Items listed in a dataset:
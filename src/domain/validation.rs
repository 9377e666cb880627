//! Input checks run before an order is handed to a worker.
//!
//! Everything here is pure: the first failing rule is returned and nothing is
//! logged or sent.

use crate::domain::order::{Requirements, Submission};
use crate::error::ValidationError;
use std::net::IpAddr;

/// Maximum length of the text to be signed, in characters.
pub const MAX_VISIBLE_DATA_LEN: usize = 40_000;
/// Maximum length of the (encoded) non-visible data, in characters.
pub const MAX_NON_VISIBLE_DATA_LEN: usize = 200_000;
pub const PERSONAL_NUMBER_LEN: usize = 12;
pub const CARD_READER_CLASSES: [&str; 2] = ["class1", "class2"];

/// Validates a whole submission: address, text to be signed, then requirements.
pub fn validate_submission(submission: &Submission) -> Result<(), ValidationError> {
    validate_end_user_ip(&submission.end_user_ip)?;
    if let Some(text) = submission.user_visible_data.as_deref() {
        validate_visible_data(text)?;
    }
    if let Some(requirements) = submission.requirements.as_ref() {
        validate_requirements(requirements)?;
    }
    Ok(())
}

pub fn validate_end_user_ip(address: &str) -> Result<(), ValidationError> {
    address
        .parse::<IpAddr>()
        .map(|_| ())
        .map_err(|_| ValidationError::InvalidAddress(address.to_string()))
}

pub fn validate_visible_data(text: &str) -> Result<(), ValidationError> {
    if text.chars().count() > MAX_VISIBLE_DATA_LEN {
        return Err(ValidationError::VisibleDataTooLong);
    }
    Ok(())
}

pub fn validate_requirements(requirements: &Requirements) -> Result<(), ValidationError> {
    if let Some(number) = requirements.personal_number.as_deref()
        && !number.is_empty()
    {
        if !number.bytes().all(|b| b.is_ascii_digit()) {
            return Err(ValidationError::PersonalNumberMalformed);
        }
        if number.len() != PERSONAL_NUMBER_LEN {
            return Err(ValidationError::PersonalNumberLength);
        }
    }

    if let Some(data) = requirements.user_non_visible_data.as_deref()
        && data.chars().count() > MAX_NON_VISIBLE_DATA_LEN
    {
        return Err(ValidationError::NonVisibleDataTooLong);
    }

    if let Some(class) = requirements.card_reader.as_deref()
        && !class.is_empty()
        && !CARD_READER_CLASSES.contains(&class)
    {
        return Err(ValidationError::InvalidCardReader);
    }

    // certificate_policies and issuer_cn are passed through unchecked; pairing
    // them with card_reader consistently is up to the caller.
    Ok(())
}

PROBLEM TO SOLVE: Throughout the data, tally the lines that hold the string "address" and report the tally alone.

WRITTEN SOLUTION: 4